ACTIVITY
Pick out the lines below with "each" and list them.

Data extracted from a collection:
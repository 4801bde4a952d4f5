//! Configuration module
//!
//! Handles CLI argument parsing, TOML configuration files, and validation.

pub mod cli;
pub mod cli_convert;
pub mod toml;
pub mod validator;

use crate::reducer::SamplingPolicy;
use serde::{Deserialize, Serialize};
use std::fmt;
use std::path::PathBuf;
use std::time::Duration;

/// Complete run configuration
#[derive(Debug, Clone, Default, Serialize, Deserialize)]
pub struct Config {
    #[serde(default)]
    pub run: RunConfig,
    #[serde(default)]
    pub output: OutputConfig,
}

/// Reduction run parameters
#[derive(Debug, Clone, Serialize, Deserialize)]
pub struct RunConfig {
    /// Total number of integration steps
    #[serde(default = "default_total_size")]
    pub total_size: i64,
    /// Number of workers (ranks) in the group
    #[serde(default = "default_workers")]
    pub workers: usize,
    /// Rank that receives the reduced result
    #[serde(default)]
    pub coordinator: usize,
    /// Which sample indices each worker evaluates
    #[serde(default)]
    pub sampling: SamplingPolicy,
    /// Execution substrate for Phase 1
    #[serde(default)]
    pub backend: Backend,
    /// How long the coordinator waits for all partials (milliseconds)
    #[serde(default = "default_timeout_ms")]
    pub timeout_ms: u64,
}

fn default_total_size() -> i64 {
    500_000_000
}

fn default_workers() -> usize {
    num_cpus::get()
}

fn default_timeout_ms() -> u64 {
    60_000
}

impl Default for RunConfig {
    fn default() -> Self {
        Self {
            total_size: default_total_size(),
            workers: default_workers(),
            coordinator: 0,
            sampling: SamplingPolicy::default(),
            backend: Backend::default(),
            timeout_ms: default_timeout_ms(),
        }
    }
}

impl RunConfig {
    pub fn timeout(&self) -> Duration {
        Duration::from_millis(self.timeout_ms)
    }
}

/// Phase 1 execution substrate
#[derive(Debug, Clone, Copy, Serialize, Deserialize, PartialEq, Eq, Default)]
#[serde(rename_all = "lowercase")]
pub enum Backend {
    /// One OS thread per rank, fan-in over a channel, wait timeout enforced
    #[default]
    Threads,
    /// Rayon pool sized to the worker count, no wait timeout
    Rayon,
}

/// Output configuration
#[derive(Debug, Clone, Default, Serialize, Deserialize)]
pub struct OutputConfig {
    /// JSON report path
    pub json_output: Option<PathBuf>,
    /// Print each rank's partial sum after the result
    #[serde(default)]
    pub show_partials: bool,
}

impl fmt::Display for Config {
    fn fmt(&self, f: &mut fmt::Formatter<'_>) -> fmt::Result {
        writeln!(f, "Configuration:")?;
        writeln!(f, "  Run: {}", self.run)?;
        writeln!(f, "  Output: {}", self.output)?;
        Ok(())
    }
}

impl fmt::Display for RunConfig {
    fn fmt(&self, f: &mut fmt::Formatter<'_>) -> fmt::Result {
        write!(
            f,
            "total_size={}, workers={}, coordinator={}, sampling={}, backend={}, timeout={}ms",
            self.total_size,
            self.workers,
            self.coordinator,
            self.sampling,
            self.backend,
            self.timeout_ms
        )
    }
}

impl fmt::Display for Backend {
    fn fmt(&self, f: &mut fmt::Formatter<'_>) -> fmt::Result {
        match self {
            Backend::Threads => write!(f, "threads"),
            Backend::Rayon => write!(f, "rayon"),
        }
    }
}

impl fmt::Display for OutputConfig {
    fn fmt(&self, f: &mut fmt::Formatter<'_>) -> fmt::Result {
        match self.json_output {
            Some(ref path) => write!(f, "json={}", path.display())?,
            None => write!(f, "text only")?,
        }
        if self.show_partials {
            write!(f, ", partials")?;
        }
        Ok(())
    }
}
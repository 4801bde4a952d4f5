//! Dot product kernel

use crate::error::ReduceError;
use crate::Result;

/// Magnitude below which a dot product is reported as effectively zero
pub const NEAR_ZERO: f64 = 1.0e-6;

/// Sequential dot product, summed in index order
///
/// # Errors
///
/// `ReduceError::Shape` when `a` and `b` differ in length.
pub fn dot(a: &[f64], b: &[f64]) -> Result<f64> {
    if a.len() != b.len() {
        return Err(ReduceError::Shape {
            left: a.len(),
            right: b.len(),
        });
    }
    Ok(a.iter().zip(b).fold(0.0, |acc, (x, y)| acc + x * y))
}

/// Whether a result is too small to print meaningfully
pub fn is_near_zero(value: f64) -> bool {
    value.abs() < NEAR_ZERO
}
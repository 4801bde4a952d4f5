//! Configuration validation

use super::*;
use anyhow::Result;

/// Validate complete configuration
pub fn validate_config(config: &Config) -> Result<()> {
    validate_run(&config.run)?;
    validate_output(&config.output)?;
    Ok(())
}

/// Validate run configuration
///
/// Invalid values are rejected, never clamped: a zero worker count is an
/// error, not one worker.
pub fn validate_run(run: &RunConfig) -> Result<()> {
    if run.workers == 0 {
        anyhow::bail!("workers must be at least 1");
    }

    if run.total_size <= 0 {
        anyhow::bail!("total_size must be positive, got {}", run.total_size);
    }

    if (run.total_size as u64) < run.workers as u64 {
        anyhow::bail!(
            "total_size ({}) must be at least the number of workers ({})",
            run.total_size,
            run.workers
        );
    }

    if run.coordinator >= run.workers {
        anyhow::bail!(
            "coordinator rank {} is outside the worker group [0, {})",
            run.coordinator,
            run.workers
        );
    }

    if run.timeout_ms == 0 {
        anyhow::bail!("timeout must be greater than zero");
    }

    Ok(())
}

/// Validate output configuration
pub fn validate_output(output: &OutputConfig) -> Result<()> {
    if let Some(ref path) = output.json_output {
        if path.as_os_str().is_empty() {
            anyhow::bail!("json_output path must not be empty");
        }
        if path.is_dir() {
            anyhow::bail!("json_output must be a file path, got directory {}", path.display());
        }
    }
    Ok(())
}
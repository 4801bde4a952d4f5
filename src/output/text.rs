//! Human-readable text output

use crate::coordinator::Reduction;

/// The coordinator's result line, π to 8 decimal places in an 11-wide field
pub fn format_estimate(value: f64) -> String {
    format!("The value of pi is: {:11.8}", value)
}

/// Numeric output produced by `rank`: the result line on the coordinator, nothing elsewhere
pub fn rank_output(reduction: &Reduction, rank: usize) -> Option<String> {
    reduction.view(rank).map(format_estimate)
}

/// Print the coordinator's result, optionally followed by every rank's partial sum
pub fn print_results(reduction: &Reduction, show_partials: bool) {
    if let Some(line) = rank_output(reduction, reduction.coordinator_rank) {
        println!("{}", line);
    }

    if show_partials {
        println!();
        println!(
            "Partials ({} workers, {} samples each, sampling={}, backend={}):",
            reduction.num_workers,
            reduction.samples_per_worker,
            reduction.sampling,
            reduction.backend
        );
        for c in &reduction.contributions {
            println!("  rank {:>4}/{}: {:.15}", c.rank, reduction.num_workers, c.value);
        }
        if reduction.dropped_remainder > 0 {
            println!("  dropped remainder: {} sample(s)", reduction.dropped_remainder);
        }
        println!("Elapsed: {:.3}s", reduction.elapsed.as_secs_f64());
    }
}

#[cfg(test)]
mod tests {
    use super::*;
    use crate::config::Backend;
    use crate::reducer::{Contribution, SamplingPolicy};
    use std::time::Duration;

    fn reduction() -> Reduction {
        Reduction {
            coordinator_rank: 1,
            num_workers: 2,
            total_size: 8,
            sampling: SamplingPolicy::Exclusive,
            backend: Backend::Threads,
            estimate: std::f64::consts::PI,
            contributions: vec![
                Contribution { rank: 0, value: 1.8 },
                Contribution { rank: 1, value: 1.34 },
            ],
            samples_per_worker: 4,
            dropped_remainder: 0,
            elapsed: Duration::from_millis(3),
        }
    }

    #[test]
    fn test_format_estimate() {
        assert_eq!(format_estimate(std::f64::consts::PI), "The value of pi is:  3.14159265");
    }

    #[test]
    fn test_only_coordinator_prints() {
        let r = reduction();
        assert_eq!(rank_output(&r, 0), None);
        assert_eq!(rank_output(&r, 1).as_deref(), Some("The value of pi is:  3.14159265"));
    }
}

RESULT
    /// Which sample indices each worker evaluates
    /// Print each rank's partial sum after the result
            "Partials ({} workers, {} samples each, sampling={}, backend={}):",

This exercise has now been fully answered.